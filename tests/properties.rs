//! Structural properties over generated element trees.

use std::collections::BTreeMap;

use proptest::prelude::*;
use spark_fiber::{
    create_element, flush, mount, text_element, Child, EffectTag, Element, ElementKind, Engine,
    MemoryHost, MemoryNode, Props, Value,
};

/// Plain description of a tree, turned into elements per test case.
#[derive(Debug, Clone)]
enum Shape {
    Empty,
    Text(String),
    Node {
        tag: String,
        attributes: BTreeMap<String, String>,
        children: Vec<Shape>,
    },
}

impl Shape {
    fn build(&self) -> Element {
        self.slot().expect("root shapes are never empty")
    }

    fn slot(&self) -> Option<Element> {
        match self {
            Shape::Empty => None,
            Shape::Text(text) => Some(text_element(text.clone())),
            Shape::Node {
                tag,
                attributes,
                children,
            } => {
                let props = attributes
                    .iter()
                    .fold(Props::new(), |props, (k, v)| props.with(k.clone(), v.clone()));
                let children = children.iter().map(|c| Child::from(c.slot())).collect();
                Some(create_element(tag.clone(), props, children))
            }
        }
    }
}

fn shape() -> impl Strategy<Value = Shape> {
    let tag = prop::sample::select(vec!["div", "span", "p", "ul", "li"]).prop_map(String::from);
    let attributes = prop::collection::btree_map("[a-z]{1,6}", "[a-z0-9]{0,6}", 0..3);

    let leaf = prop_oneof![
        1 => Just(Shape::Empty),
        3 => "[a-z ]{0,8}".prop_map(Shape::Text),
        3 => (tag.clone(), attributes.clone()).prop_map(|(tag, attributes)| Shape::Node {
            tag,
            attributes,
            children: Vec::new(),
        }),
    ];

    leaf.prop_recursive(4, 48, 5, move |inner| {
        (tag.clone(), attributes.clone(), prop::collection::vec(inner, 0..5)).prop_map(
            |(tag, attributes, children)| Shape::Node {
                tag,
                attributes,
                children,
            },
        )
    })
}

/// Root element is always a host node so the container has one child.
fn root_shape() -> impl Strategy<Value = Shape> {
    prop::collection::vec(shape(), 0..6).prop_map(|children| Shape::Node {
        tag: "main".to_string(),
        attributes: BTreeMap::new(),
        children,
    })
}

fn assert_isomorphic(host: &MemoryHost, node: MemoryNode, element: &Element) {
    match element.kind() {
        ElementKind::Text => {
            assert!(host.is_text(node));
            let expected = element.text().map(Value::from);
            assert_eq!(host.attribute(node, "value"), expected.as_ref());
        }
        ElementKind::Host(tag) => {
            assert_eq!(host.tag(node), Some(tag.as_str()));

            let expected: Vec<(String, Value)> = element
                .props()
                .iter()
                .map(|(k, v)| (k.to_string(), v.clone()))
                .collect();
            assert_eq!(host.attributes(node), expected.as_slice());

            let slots: Vec<&Element> = element.children().iter().flatten().collect();
            let children = host.children(node);
            assert_eq!(children.len(), slots.len(), "child count of {}", host.describe(node));
            for (&child, slot) in children.iter().zip(slots) {
                assert_eq!(host.parent(child), Some(node));
                assert_isomorphic(host, child, slot);
            }
        }
        ElementKind::Component(_) => unreachable!("generated trees have no components"),
    }
}

fn render(element: Element) -> (Engine<MemoryHost>, MemoryNode) {
    let mut host = MemoryHost::new();
    let container = host.create_container("root");
    let mut engine = mount(host, element, container);
    flush(&mut engine).unwrap();
    (engine, container)
}

proptest! {
    #[test]
    fn test_commit_mirrors_element_tree(shape in root_shape()) {
        let element = shape.build();
        let (engine, container) = render(element.clone());
        let host = engine.host();

        let children = host.children(container);
        prop_assert_eq!(children.len(), 1);
        assert_isomorphic(host, children[0], &element);
    }

    #[test]
    fn test_identical_rerender_mutates_nothing(shape in root_shape()) {
        let (mut engine, container) = render(shape.build());
        let nodes_before = engine.host().node_count();

        engine.host_mut().clear_mutations();
        engine.render(shape.build(), container);
        flush(&mut engine).unwrap();

        prop_assert!(!engine.host().has_mutations());
        prop_assert_eq!(engine.host().node_count(), nodes_before);

        let root = engine.current_root().unwrap();
        for id in engine.arena().descendants(root) {
            prop_assert_eq!(engine.fiber(id).unwrap().effect, EffectTag::Update);
        }
    }

    #[test]
    fn test_sweep_keeps_one_generation(first in root_shape(), second in root_shape()) {
        let (mut engine, container) = render(first.build());
        engine.render(second.build(), container);
        flush(&mut engine).unwrap();

        let root = engine.current_root().unwrap();
        prop_assert_eq!(engine.arena().len(), engine.arena().descendants(root).len() + 1);
    }
}
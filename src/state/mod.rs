//! State Module - Component-local state threaded across render passes.
//!
//! - **Hooks** - Index-addressed state cells, pending-action queues, and the
//!   render request raised by `Dispatch`

mod hooks;

pub use hooks::*;
//! Mount API - Entry point and driver loop.
//!
//! The engine does no work on its own. A host program mounts a tree and then
//! calls [`tick`] whenever it has idle time, passing the budget it can spare.
//!
//! # Example
//!
//! ```ignore
//! use spark_fiber::pipeline::mount;
//!
//! let mut engine = mount::mount(host, app, container);
//!
//! // Option 1: drive until nothing is left
//! mount::run_until_idle(&mut engine, Duration::from_millis(4))?;
//!
//! // Option 2: tick from your own idle callback
//! loop {
//!     mount::tick(&mut engine, Duration::from_millis(4))?;
//!     // handle input, fire listeners ...
//! }
//! ```

use std::time::Duration;

use tracing::trace;

use super::config::EngineConfig;
use super::scheduler::{Engine, SliceBudget, SliceOutcome};
use crate::error::{EngineError, Result};
use crate::primitives::Element;
use crate::renderer::Host;

/// Create an engine and start the first pass for `element` in `container`.
pub fn mount<H: Host>(host: H, element: Element, container: H::Node) -> Engine<H> {
    mount_with_config(host, element, container, EngineConfig::default())
}

/// [`mount`] with an explicit configuration.
pub fn mount_with_config<H: Host>(
    host: H,
    element: Element,
    container: H::Node,
    config: EngineConfig,
) -> Engine<H> {
    let mut engine = Engine::with_config(host, config);
    engine.render(element, container);
    engine
}

/// Run one slice with a wall-clock budget.
///
/// Fails with [`EngineError::NotMounted`] if nothing was ever rendered.
pub fn tick<H: Host>(engine: &mut Engine<H>, budget: Duration) -> Result<SliceOutcome> {
    if !engine.is_mounted() {
        return Err(EngineError::NotMounted);
    }
    engine.work_loop(&SliceBudget::new(budget))
}

/// Drive slices until the engine goes idle.
///
/// Returns the number of slices that did work. A component that dispatches
/// on every render never goes idle; this loop does not guard against that.
pub fn run_until_idle<H: Host>(engine: &mut Engine<H>, budget: Duration) -> Result<usize> {
    let mut slices = 0;
    loop {
        match tick(engine, budget)? {
            SliceOutcome::Idle => break,
            outcome => {
                trace!(?outcome, "slice done");
                slices += 1;
            }
        }
    }
    Ok(slices)
}

/// Drive one complete pass with no time limit.
pub fn flush<H: Host>(engine: &mut Engine<H>) -> Result<usize> {
    run_until_idle(engine, Duration::MAX)
}

// =============================================================================
// Tests
// =============================================================================
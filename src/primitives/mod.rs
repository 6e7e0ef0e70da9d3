//! Primitives - The declarative element model.
//!
//! Elements describe the desired tree shape. They have no behavior; the
//! reconciler consumes them to grow the next fiber generation.
//!
//! - **Element** - kind + props + children, cheap to clone
//! - **Component** - render function `(props, hooks) -> Element`
//! - **create_element** - construction with text normalization

mod element;

pub use element::*;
---
* ACTION ITEM: Scan the data above for the word "SliceOutcome" and report every line where it is found.

* YOUR SOLUTION:
use super::scheduler::{Engine, SliceBudget, SliceOutcome};
pub fn tick<H: Host>(engine: &mut Engine<H>, budget: Duration) -> Result<SliceOutcome> {
            SliceOutcome::Idle => break,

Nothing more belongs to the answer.